» **Exercise**: Copy exactly the lines of the records below, and only those lines, beginning with the line that contains "use crate::chunk;" and ending with the line that contains "and was skipped.".

--------------------------------

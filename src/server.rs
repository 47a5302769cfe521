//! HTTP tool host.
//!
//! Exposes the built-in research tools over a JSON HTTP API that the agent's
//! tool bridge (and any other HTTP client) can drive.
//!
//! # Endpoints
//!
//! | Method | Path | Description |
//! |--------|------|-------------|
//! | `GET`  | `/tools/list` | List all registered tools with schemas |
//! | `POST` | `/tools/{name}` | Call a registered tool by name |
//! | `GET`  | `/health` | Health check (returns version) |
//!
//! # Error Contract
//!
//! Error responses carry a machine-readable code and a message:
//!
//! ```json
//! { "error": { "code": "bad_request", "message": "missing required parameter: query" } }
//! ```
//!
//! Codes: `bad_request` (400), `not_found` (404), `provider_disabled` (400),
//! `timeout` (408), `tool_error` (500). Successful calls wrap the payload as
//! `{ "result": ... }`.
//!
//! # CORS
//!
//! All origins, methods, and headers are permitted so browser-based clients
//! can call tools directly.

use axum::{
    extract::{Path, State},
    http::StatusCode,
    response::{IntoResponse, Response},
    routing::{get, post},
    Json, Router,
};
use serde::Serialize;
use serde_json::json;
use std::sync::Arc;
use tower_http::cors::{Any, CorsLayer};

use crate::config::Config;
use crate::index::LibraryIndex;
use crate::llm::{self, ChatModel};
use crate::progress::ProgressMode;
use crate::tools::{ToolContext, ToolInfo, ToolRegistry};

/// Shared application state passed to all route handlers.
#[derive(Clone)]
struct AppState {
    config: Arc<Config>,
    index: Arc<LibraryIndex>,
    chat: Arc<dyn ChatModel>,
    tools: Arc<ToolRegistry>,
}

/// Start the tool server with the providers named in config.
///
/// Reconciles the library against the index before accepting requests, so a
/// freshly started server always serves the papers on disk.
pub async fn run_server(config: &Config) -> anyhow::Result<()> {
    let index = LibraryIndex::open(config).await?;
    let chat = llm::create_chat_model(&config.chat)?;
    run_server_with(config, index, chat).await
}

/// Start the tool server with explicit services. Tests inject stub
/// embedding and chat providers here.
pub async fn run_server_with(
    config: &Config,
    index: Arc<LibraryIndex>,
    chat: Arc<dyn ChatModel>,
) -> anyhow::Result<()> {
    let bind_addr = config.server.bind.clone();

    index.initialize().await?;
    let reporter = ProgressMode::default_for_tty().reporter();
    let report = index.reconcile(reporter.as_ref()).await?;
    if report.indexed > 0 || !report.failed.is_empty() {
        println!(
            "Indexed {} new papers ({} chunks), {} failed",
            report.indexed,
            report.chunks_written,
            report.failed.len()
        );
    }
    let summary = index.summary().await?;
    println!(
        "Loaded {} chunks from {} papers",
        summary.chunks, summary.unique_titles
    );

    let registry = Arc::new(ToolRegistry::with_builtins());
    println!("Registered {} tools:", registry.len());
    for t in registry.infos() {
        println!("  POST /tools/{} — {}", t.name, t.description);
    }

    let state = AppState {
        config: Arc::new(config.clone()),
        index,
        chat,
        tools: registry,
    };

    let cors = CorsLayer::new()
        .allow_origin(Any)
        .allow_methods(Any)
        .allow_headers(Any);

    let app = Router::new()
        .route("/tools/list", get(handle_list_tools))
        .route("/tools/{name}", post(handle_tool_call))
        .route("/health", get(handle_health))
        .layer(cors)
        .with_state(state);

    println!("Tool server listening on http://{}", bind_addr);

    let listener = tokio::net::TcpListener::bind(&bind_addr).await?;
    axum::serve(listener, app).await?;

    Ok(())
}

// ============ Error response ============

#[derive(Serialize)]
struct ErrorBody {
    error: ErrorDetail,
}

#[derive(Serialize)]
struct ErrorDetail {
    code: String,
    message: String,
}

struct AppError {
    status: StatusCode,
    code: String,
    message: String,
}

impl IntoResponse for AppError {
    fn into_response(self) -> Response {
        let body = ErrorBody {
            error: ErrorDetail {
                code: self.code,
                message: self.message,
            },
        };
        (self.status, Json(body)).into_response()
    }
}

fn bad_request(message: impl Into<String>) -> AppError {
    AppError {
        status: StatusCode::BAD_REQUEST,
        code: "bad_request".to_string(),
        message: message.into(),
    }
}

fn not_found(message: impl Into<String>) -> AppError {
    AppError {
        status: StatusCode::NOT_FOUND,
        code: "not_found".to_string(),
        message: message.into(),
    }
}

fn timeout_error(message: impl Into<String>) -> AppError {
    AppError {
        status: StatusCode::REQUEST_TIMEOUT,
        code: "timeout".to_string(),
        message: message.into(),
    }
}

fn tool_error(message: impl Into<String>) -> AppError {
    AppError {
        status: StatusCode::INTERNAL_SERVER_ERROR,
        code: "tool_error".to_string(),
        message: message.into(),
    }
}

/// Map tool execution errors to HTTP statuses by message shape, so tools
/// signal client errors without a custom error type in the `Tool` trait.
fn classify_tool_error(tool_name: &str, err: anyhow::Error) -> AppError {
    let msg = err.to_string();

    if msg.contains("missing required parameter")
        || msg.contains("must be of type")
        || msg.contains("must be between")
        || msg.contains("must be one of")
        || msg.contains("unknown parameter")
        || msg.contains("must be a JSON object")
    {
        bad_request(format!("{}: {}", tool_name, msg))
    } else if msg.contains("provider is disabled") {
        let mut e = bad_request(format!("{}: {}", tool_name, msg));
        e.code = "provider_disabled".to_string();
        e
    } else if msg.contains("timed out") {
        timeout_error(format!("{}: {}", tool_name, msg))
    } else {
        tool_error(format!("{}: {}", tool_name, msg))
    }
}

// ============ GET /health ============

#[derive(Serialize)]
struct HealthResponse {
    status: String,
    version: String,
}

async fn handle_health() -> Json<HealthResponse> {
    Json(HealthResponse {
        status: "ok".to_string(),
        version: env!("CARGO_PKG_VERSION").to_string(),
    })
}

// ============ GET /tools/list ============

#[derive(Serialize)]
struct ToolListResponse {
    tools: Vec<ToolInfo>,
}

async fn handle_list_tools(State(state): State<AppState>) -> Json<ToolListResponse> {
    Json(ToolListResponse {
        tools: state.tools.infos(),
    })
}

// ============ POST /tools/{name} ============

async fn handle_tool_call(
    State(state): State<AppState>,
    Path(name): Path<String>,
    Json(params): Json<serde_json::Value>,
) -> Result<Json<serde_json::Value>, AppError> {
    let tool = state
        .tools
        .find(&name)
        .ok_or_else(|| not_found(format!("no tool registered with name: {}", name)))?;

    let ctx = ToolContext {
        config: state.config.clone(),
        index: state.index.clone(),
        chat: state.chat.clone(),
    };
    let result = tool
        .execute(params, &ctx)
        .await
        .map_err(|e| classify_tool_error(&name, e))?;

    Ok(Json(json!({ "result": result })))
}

--------------------------------

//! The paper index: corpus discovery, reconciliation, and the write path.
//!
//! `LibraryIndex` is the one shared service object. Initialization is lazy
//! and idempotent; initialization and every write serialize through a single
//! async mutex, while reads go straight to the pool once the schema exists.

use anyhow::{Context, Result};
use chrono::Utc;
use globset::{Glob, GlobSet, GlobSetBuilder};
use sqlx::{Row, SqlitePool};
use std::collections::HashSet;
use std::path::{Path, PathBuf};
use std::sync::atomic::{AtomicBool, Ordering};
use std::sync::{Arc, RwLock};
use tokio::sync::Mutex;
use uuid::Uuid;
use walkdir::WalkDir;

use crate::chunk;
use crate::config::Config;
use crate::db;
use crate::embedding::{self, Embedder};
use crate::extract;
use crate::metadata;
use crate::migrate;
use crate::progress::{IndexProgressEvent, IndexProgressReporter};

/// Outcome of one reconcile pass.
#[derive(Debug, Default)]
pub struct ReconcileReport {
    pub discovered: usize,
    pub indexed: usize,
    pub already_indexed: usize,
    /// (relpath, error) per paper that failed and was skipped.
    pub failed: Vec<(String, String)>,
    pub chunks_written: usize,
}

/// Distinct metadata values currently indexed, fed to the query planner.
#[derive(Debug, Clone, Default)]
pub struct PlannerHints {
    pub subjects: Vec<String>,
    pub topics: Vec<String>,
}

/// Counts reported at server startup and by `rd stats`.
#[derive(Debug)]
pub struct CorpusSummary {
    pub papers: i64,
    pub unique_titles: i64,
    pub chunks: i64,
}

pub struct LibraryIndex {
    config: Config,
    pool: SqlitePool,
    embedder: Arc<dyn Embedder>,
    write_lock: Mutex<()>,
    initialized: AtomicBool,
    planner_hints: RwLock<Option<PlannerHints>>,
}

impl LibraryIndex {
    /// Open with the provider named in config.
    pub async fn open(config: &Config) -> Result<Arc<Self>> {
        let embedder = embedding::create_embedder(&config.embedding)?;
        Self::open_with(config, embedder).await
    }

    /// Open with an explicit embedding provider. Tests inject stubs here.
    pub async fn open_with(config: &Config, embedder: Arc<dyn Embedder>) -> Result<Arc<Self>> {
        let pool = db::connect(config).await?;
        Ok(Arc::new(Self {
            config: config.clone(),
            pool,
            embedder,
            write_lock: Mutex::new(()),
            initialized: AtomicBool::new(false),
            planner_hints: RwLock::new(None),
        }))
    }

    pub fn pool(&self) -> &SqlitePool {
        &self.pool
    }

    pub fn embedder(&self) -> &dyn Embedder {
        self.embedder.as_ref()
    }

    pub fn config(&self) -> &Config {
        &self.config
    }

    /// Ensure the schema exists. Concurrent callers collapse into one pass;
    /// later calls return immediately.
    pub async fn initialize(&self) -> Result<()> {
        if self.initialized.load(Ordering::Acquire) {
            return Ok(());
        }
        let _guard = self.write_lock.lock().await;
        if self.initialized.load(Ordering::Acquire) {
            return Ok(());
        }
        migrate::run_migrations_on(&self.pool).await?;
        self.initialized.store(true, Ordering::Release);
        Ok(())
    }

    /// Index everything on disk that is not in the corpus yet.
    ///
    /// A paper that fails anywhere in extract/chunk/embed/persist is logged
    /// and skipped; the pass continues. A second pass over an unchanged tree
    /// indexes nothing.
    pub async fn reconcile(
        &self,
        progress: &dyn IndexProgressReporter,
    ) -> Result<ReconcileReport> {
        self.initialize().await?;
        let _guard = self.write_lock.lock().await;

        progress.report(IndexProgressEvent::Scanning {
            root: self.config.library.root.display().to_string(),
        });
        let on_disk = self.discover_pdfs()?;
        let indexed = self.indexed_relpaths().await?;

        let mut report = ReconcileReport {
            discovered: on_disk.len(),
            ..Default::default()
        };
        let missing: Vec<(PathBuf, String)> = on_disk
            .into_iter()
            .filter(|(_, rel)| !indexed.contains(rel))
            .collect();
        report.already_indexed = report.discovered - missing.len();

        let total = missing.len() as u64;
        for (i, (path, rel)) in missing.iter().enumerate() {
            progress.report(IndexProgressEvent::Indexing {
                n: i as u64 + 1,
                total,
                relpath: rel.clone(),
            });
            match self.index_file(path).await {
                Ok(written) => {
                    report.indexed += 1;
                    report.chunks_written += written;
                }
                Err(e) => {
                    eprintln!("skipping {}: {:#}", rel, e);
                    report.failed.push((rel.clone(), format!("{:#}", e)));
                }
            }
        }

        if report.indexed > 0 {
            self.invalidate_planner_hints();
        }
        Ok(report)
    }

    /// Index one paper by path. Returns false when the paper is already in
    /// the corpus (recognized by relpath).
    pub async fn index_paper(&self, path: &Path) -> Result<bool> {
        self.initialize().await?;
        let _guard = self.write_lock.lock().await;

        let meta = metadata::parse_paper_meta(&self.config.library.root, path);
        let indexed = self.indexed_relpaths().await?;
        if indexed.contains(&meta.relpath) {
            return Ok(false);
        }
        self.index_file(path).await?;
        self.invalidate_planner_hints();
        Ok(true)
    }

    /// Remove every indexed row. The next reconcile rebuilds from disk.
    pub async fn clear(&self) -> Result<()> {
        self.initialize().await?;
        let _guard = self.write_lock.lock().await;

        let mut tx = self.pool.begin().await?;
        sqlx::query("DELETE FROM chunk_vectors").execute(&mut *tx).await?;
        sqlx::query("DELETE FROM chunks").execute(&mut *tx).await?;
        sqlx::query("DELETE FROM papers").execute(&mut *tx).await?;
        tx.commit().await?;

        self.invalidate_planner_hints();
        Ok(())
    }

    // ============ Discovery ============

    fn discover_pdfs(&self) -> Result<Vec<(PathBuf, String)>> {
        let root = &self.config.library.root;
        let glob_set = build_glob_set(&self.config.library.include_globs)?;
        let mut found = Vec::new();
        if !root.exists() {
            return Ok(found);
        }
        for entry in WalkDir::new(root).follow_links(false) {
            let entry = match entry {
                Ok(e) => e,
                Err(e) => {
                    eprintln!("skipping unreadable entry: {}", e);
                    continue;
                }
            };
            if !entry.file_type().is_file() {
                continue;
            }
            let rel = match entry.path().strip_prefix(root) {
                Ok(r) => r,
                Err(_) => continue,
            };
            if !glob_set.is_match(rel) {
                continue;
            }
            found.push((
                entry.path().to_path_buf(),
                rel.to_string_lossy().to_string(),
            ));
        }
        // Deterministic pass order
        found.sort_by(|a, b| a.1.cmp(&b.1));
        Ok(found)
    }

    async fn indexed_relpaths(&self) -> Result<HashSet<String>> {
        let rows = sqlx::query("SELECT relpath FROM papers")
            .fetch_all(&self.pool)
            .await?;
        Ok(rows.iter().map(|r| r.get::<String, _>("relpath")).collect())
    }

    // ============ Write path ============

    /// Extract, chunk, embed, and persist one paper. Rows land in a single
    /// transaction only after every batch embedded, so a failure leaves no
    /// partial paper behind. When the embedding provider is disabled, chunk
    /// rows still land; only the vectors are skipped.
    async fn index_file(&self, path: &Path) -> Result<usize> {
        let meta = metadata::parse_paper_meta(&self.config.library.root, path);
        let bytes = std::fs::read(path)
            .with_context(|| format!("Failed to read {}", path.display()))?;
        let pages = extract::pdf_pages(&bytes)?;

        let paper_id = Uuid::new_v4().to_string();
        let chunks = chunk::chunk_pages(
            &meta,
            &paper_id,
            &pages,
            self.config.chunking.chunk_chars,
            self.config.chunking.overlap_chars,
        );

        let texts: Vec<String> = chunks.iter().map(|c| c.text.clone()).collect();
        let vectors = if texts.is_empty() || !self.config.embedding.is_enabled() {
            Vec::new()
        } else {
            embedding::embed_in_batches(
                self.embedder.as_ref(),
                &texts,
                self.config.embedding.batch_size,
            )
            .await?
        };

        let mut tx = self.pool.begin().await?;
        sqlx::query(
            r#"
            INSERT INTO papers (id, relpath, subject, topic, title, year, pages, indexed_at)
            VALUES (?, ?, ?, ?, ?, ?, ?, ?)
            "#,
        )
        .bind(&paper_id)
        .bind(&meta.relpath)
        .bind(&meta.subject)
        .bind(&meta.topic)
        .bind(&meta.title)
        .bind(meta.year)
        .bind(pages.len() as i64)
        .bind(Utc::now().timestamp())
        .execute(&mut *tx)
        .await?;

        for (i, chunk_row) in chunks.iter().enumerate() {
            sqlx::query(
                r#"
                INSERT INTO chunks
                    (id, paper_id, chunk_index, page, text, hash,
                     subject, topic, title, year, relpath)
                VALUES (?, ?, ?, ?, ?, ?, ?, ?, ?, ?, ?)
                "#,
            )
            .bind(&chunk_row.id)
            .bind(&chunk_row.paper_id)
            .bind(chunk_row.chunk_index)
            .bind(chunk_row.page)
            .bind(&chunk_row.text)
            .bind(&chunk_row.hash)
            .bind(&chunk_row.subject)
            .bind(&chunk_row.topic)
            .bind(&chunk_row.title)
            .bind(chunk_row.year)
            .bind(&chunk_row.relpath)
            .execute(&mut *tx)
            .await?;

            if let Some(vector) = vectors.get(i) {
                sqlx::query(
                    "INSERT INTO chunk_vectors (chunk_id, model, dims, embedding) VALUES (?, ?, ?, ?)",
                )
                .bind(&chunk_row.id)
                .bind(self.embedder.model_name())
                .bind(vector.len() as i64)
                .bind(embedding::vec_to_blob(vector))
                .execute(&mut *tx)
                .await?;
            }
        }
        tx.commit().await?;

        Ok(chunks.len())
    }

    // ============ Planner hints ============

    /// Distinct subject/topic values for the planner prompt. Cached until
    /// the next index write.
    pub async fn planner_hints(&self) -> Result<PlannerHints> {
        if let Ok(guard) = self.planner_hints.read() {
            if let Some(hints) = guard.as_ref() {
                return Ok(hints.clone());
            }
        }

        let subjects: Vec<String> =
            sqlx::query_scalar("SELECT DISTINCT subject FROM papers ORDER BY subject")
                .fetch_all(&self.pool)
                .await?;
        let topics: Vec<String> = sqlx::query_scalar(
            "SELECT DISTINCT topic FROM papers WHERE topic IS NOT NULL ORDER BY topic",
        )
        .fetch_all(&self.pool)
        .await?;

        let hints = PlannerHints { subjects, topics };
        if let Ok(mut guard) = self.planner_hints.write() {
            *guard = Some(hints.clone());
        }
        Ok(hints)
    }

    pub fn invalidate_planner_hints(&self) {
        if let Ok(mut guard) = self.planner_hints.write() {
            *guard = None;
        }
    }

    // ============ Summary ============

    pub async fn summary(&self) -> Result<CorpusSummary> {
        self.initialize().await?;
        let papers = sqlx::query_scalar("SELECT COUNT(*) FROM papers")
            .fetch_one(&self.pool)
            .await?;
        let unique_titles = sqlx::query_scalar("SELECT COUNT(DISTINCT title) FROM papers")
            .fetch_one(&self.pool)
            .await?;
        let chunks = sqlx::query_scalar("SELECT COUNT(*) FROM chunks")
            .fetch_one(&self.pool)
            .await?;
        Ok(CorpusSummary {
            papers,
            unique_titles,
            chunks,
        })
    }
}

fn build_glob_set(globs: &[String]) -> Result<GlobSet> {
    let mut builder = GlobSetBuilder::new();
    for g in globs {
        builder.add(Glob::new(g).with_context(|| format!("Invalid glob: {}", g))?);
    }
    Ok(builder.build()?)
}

--------------------------------

» **Reply**:
use crate::chunk;
use crate::config::Config;
use crate::db;
use crate::embedding::{self, Embedder};
use crate::extract;
use crate::metadata;
use crate::migrate;
use crate::progress::{IndexProgressEvent, IndexProgressReporter};

/// Outcome of one reconcile pass.
#[derive(Debug, Default)]
pub struct ReconcileReport {
    pub discovered: usize,
    pub indexed: usize,
    pub already_indexed: usize,
    /// (relpath, error) per paper that failed and was skipped.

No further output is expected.